"I want to share some very good news with you,” announced Georgia’s Economy Minister Giorgi Kvirikashvili to local media after today’s Governmental meeting.
The decision to include Georgia into the top tourism destinations has already been made by the National Geographic Traveler and in my opinion this will help Georgia to develop its tourism industry and to improve the country’s image among world travellers.”
National Geographic Traveler is a magazine that launched in 1984 by the National Geographic Society in the United States. It is one of the most popular travel media in the world and is published in 20 countries in ten languages.
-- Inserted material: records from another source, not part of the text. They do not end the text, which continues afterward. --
pub mod config;
pub mod logging;

pub use config::load_config;
pub use logging::init_logging;
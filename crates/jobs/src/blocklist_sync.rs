use rsdns_application::use_cases::RefreshBlocklistsUseCase;
use std::sync::Arc;
use std::time::Duration;
use tokio_util::sync::CancellationToken;
use tracing::{error, info};

/// Downloads the configured list sources and swaps in a fresh block list.
///
/// The first refresh runs after `startup_delay_secs` plus up to 50% jitter,
/// so a fleet restarted together does not hit the list hosts at once.
pub struct BlocklistSyncJob {
    refresh: Arc<RefreshBlocklistsUseCase>,
    interval_secs: u64,
    startup_delay_secs: u64,
    shutdown: CancellationToken,
}

impl BlocklistSyncJob {
    pub fn new(refresh: Arc<RefreshBlocklistsUseCase>) -> Self {
        Self {
            refresh,
            interval_secs: 86400,
            startup_delay_secs: 1,
            shutdown: CancellationToken::new(),
        }
    }

    pub fn with_interval(mut self, interval_secs: u64) -> Self {
        self.interval_secs = interval_secs.max(1);
        self
    }

    pub fn with_startup_delay(mut self, startup_delay_secs: u64) -> Self {
        self.startup_delay_secs = startup_delay_secs;
        self
    }

    pub fn with_cancellation(mut self, token: CancellationToken) -> Self {
        self.shutdown = token;
        self
    }

    fn startup_delay(&self) -> Duration {
        let base = Duration::from_secs(self.startup_delay_secs);
        let jitter_ms = (self.startup_delay_secs * 1000) / 2;
        base + Duration::from_millis(fastrand::u64(0..=jitter_ms))
    }

    /// One refresh; failures are logged and the old list stays active.
    pub async fn run_once(&self) {
        info!("BlocklistSyncJob: refreshing blocklists");
        match self.refresh.execute().await {
            Ok(stats) => info!(
                files = stats.files,
                blocked = stats.total_blocked(),
                "BlocklistSyncJob: refresh completed"
            ),
            Err(e) => error!(error = %e, "BlocklistSyncJob: refresh failed, keeping current list"),
        }
    }

    pub async fn start(self: Arc<Self>) {
        info!(
            interval_secs = self.interval_secs,
            startup_delay_secs = self.startup_delay_secs,
            "Starting blocklist sync job"
        );

        tokio::spawn(async move {
            tokio::select! {
                _ = self.shutdown.cancelled() => {
                    info!("BlocklistSyncJob: shutting down");
                    return;
                }
                _ = tokio::time::sleep(self.startup_delay()) => {}
            }
            self.run_once().await;

            let mut interval = tokio::time::interval(Duration::from_secs(self.interval_secs));
            interval.tick().await;

            loop {
                tokio::select! {
                    _ = self.shutdown.cancelled() => {
                        info!("BlocklistSyncJob: shutting down");
                        break;
                    }
                    _ = interval.tick() => self.run_once().await,
                }
            }
        });
    }
}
"Blessed Beast" the picture from Georgia's mountain region Svaneti was named by the National Geographic the Photo of the Day on September 23,2014. Photograph by Aaron Huey, National Geographic.
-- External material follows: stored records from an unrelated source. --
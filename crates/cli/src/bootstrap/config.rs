use rsdns_domain::{CliOverrides, Config};
use std::path::Path;
use tracing::info;

pub struct LoadedConfig {
    pub config: Config,
    /// The file was missing and a default one was written in its place.
    pub generated: bool,
}

pub fn load_config(config_path: &str, cli_overrides: CliOverrides) -> anyhow::Result<LoadedConfig> {
    let generated = !cli_overrides.test_mode && !Path::new(config_path).exists();
    if generated {
        Config::write_default(config_path)?;
    }

    let config = Config::load(Some(config_path), cli_overrides)?;
    config.validate()?;
    Ok(LoadedConfig { config, generated })
}

/// Logged once the subscriber is up, since loading happens before it.
pub fn log_config_summary(config_path: &str, loaded: &LoadedConfig) {
    let config = &loaded.config;
    if loaded.generated {
        info!(config_file = config_path, "Wrote default configuration");
    }
    info!(
        config_file = config_path,
        bind = %config.server.bind,
        bind_tls = config.server.bind_tls.as_deref().unwrap_or("disabled"),
        root_servers = config.resolver.root_servers.len() + config.resolver.root6_servers.len(),
        fallback_servers = config.resolver.fallback_servers.len(),
        cache_size = config.cache.size,
        dnssec = config.dnssec.enabled,
        blocking = config.blocking.enabled,
        "Configuration loaded"
    );
}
Georgia had been in focus within the magazine many time, with photographers capturing incredible images of Georgia’s scenery and authors describing life in the quaint villages and bustling towns and cities.
The very first images of Georgia at the archives of National Geographic dates back to the 1920'. Almost 30 images captured by some of National Geographic’s top photographers Vittorio Sella, Maynard Owen Williams and Frederick Simpich when they visited Georgia about a hundred years ago.
The Georgian Military Road between Mleta and Passanauri. Photo by Maynard Owen Williams/ National Georgaphic, 1921.
Pulitzer Prize-winning journalist and National Geographic Fellow Paul Salopek made an unexpected stop in Georgia while he retraces on foot the global migration of our ancestors in a 21,000-mile, seven-year odyssey that begins in Ethiopia and ends in Tierra del Fuego. This was how Georgia became part of his global project "Out of Eden Walk”.